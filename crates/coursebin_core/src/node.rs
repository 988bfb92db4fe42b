use std::borrow::Borrow;
use std::fmt;

use serde::{Deserialize, Serialize};

use crate::course::{SectionData, Timestamp};

const LOADING_SUFFIX: &str = "loading";

/// Keys a node writes itself. Section payload fields with these names are
/// dropped so the flattened node never carries a key twice.
const NODE_KEYS: &[&str] = &[
    "node_id", "key", "parent", "type", "course", "term", "part", "component", "group",
    "exclude", "exempt", "loading", "updated",
];

/// Primary key of a node: the ancestor path joined with `.`.
#[derive(Debug, Clone, PartialEq, Eq, Hash, PartialOrd, Ord, Serialize, Deserialize)]
#[serde(transparent)]
pub struct NodeId(String);

impl NodeId {
    pub fn new(id: impl Into<String>) -> Self {
        Self(id.into())
    }

    /// Id of the in-flight placeholder for `course`.
    pub fn loading(course: &str) -> Self {
        Self(format!("{course}.{LOADING_SUFFIX}"))
    }

    pub fn child(&self, segment: impl fmt::Display) -> Self {
        Self(format!("{}.{}", self.0, segment))
    }

    pub fn as_str(&self) -> &str {
        &self.0
    }
}

impl fmt::Display for NodeId {
    fn fmt(&self, f: &mut fmt::Formatter<'_>) -> fmt::Result {
        f.write_str(&self.0)
    }
}

impl Borrow<str> for NodeId {
    fn borrow(&self) -> &str {
        &self.0
    }
}

impl From<&str> for NodeId {
    fn from(value: &str) -> Self {
        Self::new(value)
    }
}

impl From<String> for NodeId {
    fn from(value: String) -> Self {
        Self(value)
    }
}

#[derive(Debug, Clone, Copy, PartialEq, Eq, Hash, Serialize, Deserialize)]
#[serde(rename_all = "lowercase")]
pub enum NodeKind {
    Course,
    Part,
    Component,
    Section,
}

/// One entry of the flattened course/part/component/section tree.
///
/// Section nodes carry their scheduling payload at the top level of the
/// node object, next to the tree fields, which is the shape jobs and saved
/// profiles exchange with the server.
#[derive(Debug, Clone, PartialEq, Serialize, Deserialize)]
pub struct Node {
    pub node_id: NodeId,
    /// Display key; equal to `node_id` for every node the client builds.
    #[serde(default, skip_serializing_if = "Option::is_none")]
    pub key: Option<String>,
    #[serde(default, skip_serializing_if = "Option::is_none")]
    pub parent: Option<NodeId>,
    #[serde(rename = "type")]
    pub kind: NodeKind,
    pub course: String,
    #[serde(default, skip_serializing_if = "Option::is_none")]
    pub term: Option<String>,
    #[serde(default, skip_serializing_if = "Option::is_none")]
    pub part: Option<u32>,
    #[serde(default, skip_serializing_if = "Option::is_none")]
    pub component: Option<String>,
    #[serde(default, skip_serializing_if = "Option::is_none")]
    pub group: Option<u32>,
    #[serde(default)]
    pub exclude: bool,
    #[serde(default)]
    pub exempt: bool,
    #[serde(default, skip_serializing_if = "std::ops::Not::not")]
    pub loading: bool,
    #[serde(default, skip_serializing_if = "Option::is_none")]
    pub updated: Option<Timestamp>,
    #[serde(flatten)]
    pub section: Option<SectionData>,
}

impl Node {
    fn bare(node_id: NodeId, kind: NodeKind, course: &str) -> Self {
        Self {
            key: Some(node_id.to_string()),
            node_id,
            parent: None,
            kind,
            course: course.to_string(),
            term: None,
            part: None,
            component: None,
            group: None,
            exclude: false,
            exempt: false,
            loading: false,
            updated: None,
            section: None,
        }
    }

    pub fn course_root(course: &str, term: &str, updated: Option<Timestamp>) -> Self {
        Self {
            term: Some(term.to_string()),
            updated,
            ..Self::bare(NodeId::new(course), NodeKind::Course, course)
        }
    }

    /// Placeholder root shown while the first fetch of `course` is in flight.
    pub fn loading_placeholder(course: &str) -> Self {
        Self {
            loading: true,
            ..Self::bare(NodeId::loading(course), NodeKind::Course, course)
        }
    }

    pub fn part(root: &Node, part: u32) -> Self {
        Self {
            parent: Some(root.node_id.clone()),
            term: root.term.clone(),
            part: Some(part),
            updated: root.updated,
            ..Self::bare(root.node_id.child(part), NodeKind::Part, &root.course)
        }
    }

    pub fn component(part: &Node, section_type: &str) -> Self {
        Self {
            parent: Some(part.node_id.clone()),
            term: part.term.clone(),
            part: part.part,
            component: Some(section_type.to_string()),
            updated: part.updated,
            ..Self::bare(
                part.node_id.child(section_type),
                NodeKind::Component,
                &part.course,
            )
        }
    }

    pub fn section(component: &Node, data: &SectionData) -> Self {
        let mut data = data.clone();
        data.extra.retain(|key, _| !NODE_KEYS.contains(&key.as_str()));
        let node_id = component.node_id.child(&data.section_id);
        Self {
            parent: Some(component.node_id.clone()),
            term: component.term.clone(),
            part: component.part,
            component: component.component.clone(),
            updated: component.updated,
            section: Some(data),
            ..Self::bare(
                node_id,
                NodeKind::Section,
                &component.course,
            )
        }
    }

    /// A real (non-placeholder) course root.
    pub fn is_course_root(&self) -> bool {
        self.kind == NodeKind::Course && !self.loading
    }

    pub fn is_section(&self) -> bool {
        self.kind == NodeKind::Section
    }

    /// Carries the user-owned flags of `previous` over to a freshly
    /// transformed node. Content fields are left as they are.
    pub(crate) fn inherit_user_flags(&mut self, previous: &Node) {
        self.exclude = previous.exclude;
        self.exempt = previous.exempt;
        if previous.group.is_some() {
            self.group = previous.group;
        }
    }
}

#[cfg(test)]
mod tests {
    use super::*;

    #[test]
    fn ids_are_dotted_ancestor_paths() {
        let root = Node::course_root("csci-201", "20201", None);
        let part = Node::part(&root, 0);
        let component = Node::component(&part, "Lecture");
        let section = Node::section(&component, &SectionData::new("12345", "Lecture"));

        assert_eq!(section.node_id.as_str(), "csci-201.0.Lecture.12345");
        assert_eq!(section.parent.as_ref(), Some(&component.node_id));
        assert_eq!(section.part, Some(0));
        assert_eq!(section.component.as_deref(), Some("Lecture"));
        assert_eq!(section.term.as_deref(), Some("20201"));
    }

    #[test]
    fn placeholder_is_not_a_course_root() {
        let placeholder = Node::loading_placeholder("math-225");
        assert_eq!(placeholder.node_id.as_str(), "math-225.loading");
        assert!(!placeholder.is_course_root());
    }

    #[test]
    fn serialized_node_uses_type_key() {
        let root = Node::course_root("csci-201", "20201", None);
        let value = serde_json::to_value(&root).unwrap();
        assert_eq!(value["type"], "course");
        assert_eq!(value["node_id"], "csci-201");
        assert!(value.get("loading").is_none());
        assert_eq!(value["key"], "csci-201");
    }

    #[test]
    fn section_payload_sits_on_the_node() {
        let root = Node::course_root("csci-201", "20201", None);
        let component = Node::component(&Node::part(&root, 0), "Lecture");
        let mut data = SectionData::new("29911", "Lecture");
        data.days = Some("13".to_string());
        data.extra.insert("units".to_string(), serde_json::json!("4.0"));
        data.extra.insert("course".to_string(), serde_json::json!("other"));

        let value = serde_json::to_value(Node::section(&component, &data)).unwrap();

        assert_eq!(value["section_id"], "29911");
        assert_eq!(value["days"], "13");
        assert_eq!(value["units"], "4.0");
        assert_eq!(value["course"], "csci-201");
        assert_eq!(value["key"], "csci-201.0.Lecture.29911");
        assert!(value.get("section").is_none());
    }

    #[test]
    fn tree_nodes_have_no_section_payload() {
        let value = serde_json::json!({
            "node_id": "csci-201.0",
            "key": "csci-201.0",
            "parent": "csci-201",
            "type": "part",
            "course": "csci-201",
            "part": 0
        });
        let node: Node = serde_json::from_value(value).unwrap();
        assert_eq!(node.section, None);
        assert_eq!(node.part, Some(0));
    }
}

+-------+

TASK ITEM: Look through the listing above. Pick out each line with "insert" and copy it.

PROBLEM SOLUTION:
        data.extra.insert("units".to_string(), serde_json::json!("4.0"));
        data.extra.insert("course".to_string(), serde_json::json!("other"));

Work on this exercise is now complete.